_PROBLEM REQUIREMENTS:_
Below are records; reproduce exactly the lines from the one that has "#[derive(Debug, Error)]" through the one that has "your username and", ends included, and nothing more.

### INFORMATION GIVEN ###

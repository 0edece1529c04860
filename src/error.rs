//! Error types for the review workflow
//!
//! Every variant is recovered at the boundary where it occurs and rendered
//! as an inline message; none of them ends the session.
//! - Retryable: persistence and load failures (the queue is left untouched)
//! - Corrected in place: invalid selection, empty filter result
//! - Requires user action: bad credentials, not logged in

use thiserror::Error;

use crate::types::TicketId;

/// Error types for review session commands
#[derive(Debug, Error)]
pub enum ReviewError {
    #[error("Invalid username or password")]
    AuthFailure,

    #[error("Not logged in")]
    NotAuthenticated,

    #[error("Ticket {0} is not in the current queue")]
    InvalidSelection(TicketId),

    #[error("No tickets match the selected reasons")]
    EmptyFilterResult,

    #[error("Unknown reason: {0}")]
    UnknownReason(String),

    #[error("No ticket is selected")]
    NoSelection,

    #[error("There is no row {0} in the ticket table")]
    RowOutOfRange(usize),

    #[error("Failed to record decision: {0}")]
    Persistence(String),

    #[error("Failed to load review data: {0}")]
    Load(String),
}

impl ReviewError {
    /// Returns true if repeating the same command may succeed
    pub fn is_retryable(&self) -> bool {
        matches!(self, ReviewError::Persistence(_) | ReviewError::Load(_))
    }

    /// Returns true if this error requires user action to resolve
    pub fn requires_user_action(&self) -> bool {
        matches!(
            self,
            ReviewError::AuthFailure | ReviewError::NotAuthenticated
        )
    }

    /// Get a user-friendly recovery suggestion
    pub fn recovery_suggestion(&self) -> &'static str {
        match self {
            ReviewError::AuthFailure => "Check your username and password.",
            ReviewError::NotAuthenticated => "Log in to continue.",
            ReviewError::InvalidSelection(_) => "Pick a ticket from the current queue.",
            ReviewError::EmptyFilterResult => "Choose different reasons or clear the filter.",
            ReviewError::UnknownReason(_) => "Use one of the listed reasons.",
            ReviewError::NoSelection => "Open a ticket first.",
            ReviewError::RowOutOfRange(_) => "Pick a row number shown in the table.",
            ReviewError::Persistence(_) => {
                "The decision was not saved. The ticket is still selected; try again."
            }
            ReviewError::Load(_) => "Check the database is reachable and refresh.",
        }
    }
}

/// Serializable error representation for presentation layers
#[derive(Debug, Clone, serde::Serialize)]
#[serde(rename_all = "camelCase")]
pub struct ReviewErrorPayload {
    pub message: String,
    pub error_type: ErrorType,
    pub can_retry: bool,
    pub recovery_suggestion: String,
}

#[derive(Debug, Clone, Copy, PartialEq, Eq, serde::Serialize)]
#[serde(rename_all = "camelCase")]
pub enum ErrorType {
    Retryable,
    Recoverable,
    RequiresUserAction,
}

impl From<&ReviewError> for ReviewErrorPayload {
    fn from(err: &ReviewError) -> Self {
        let error_type = if err.requires_user_action() {
            ErrorType::RequiresUserAction
        } else if err.is_retryable() {
            ErrorType::Retryable
        } else {
            ErrorType::Recoverable
        };

        ReviewErrorPayload {
            message: err.to_string(),
            error_type,
            can_retry: err.is_retryable(),
            recovery_suggestion: err.recovery_suggestion().to_string(),
        }
    }
}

###

_TASK RESULT:_
#[derive(Debug, Error)]
pub enum ReviewError {
    #[error("Invalid username or password")]
    AuthFailure,

    #[error("Not logged in")]
    NotAuthenticated,

    #[error("Ticket {0} is not in the current queue")]
    InvalidSelection(TicketId),

    #[error("No tickets match the selected reasons")]
    EmptyFilterResult,

    #[error("Unknown reason: {0}")]
    UnknownReason(String),

    #[error("No ticket is selected")]
    NoSelection,

    #[error("There is no row {0} in the ticket table")]
    RowOutOfRange(usize),

    #[error("Failed to record decision: {0}")]
    Persistence(String),

    #[error("Failed to load review data: {0}")]
    Load(String),
}

impl ReviewError {
    /// Returns true if repeating the same command may succeed
    pub fn is_retryable(&self) -> bool {
        matches!(self, ReviewError::Persistence(_) | ReviewError::Load(_))
    }

    /// Returns true if this error requires user action to resolve
    pub fn requires_user_action(&self) -> bool {
        matches!(
            self,
            ReviewError::AuthFailure | ReviewError::NotAuthenticated
        )
    }

    /// Get a user-friendly recovery suggestion
    pub fn recovery_suggestion(&self) -> &'static str {
        match self {
            ReviewError::AuthFailure => "Check your username and password.",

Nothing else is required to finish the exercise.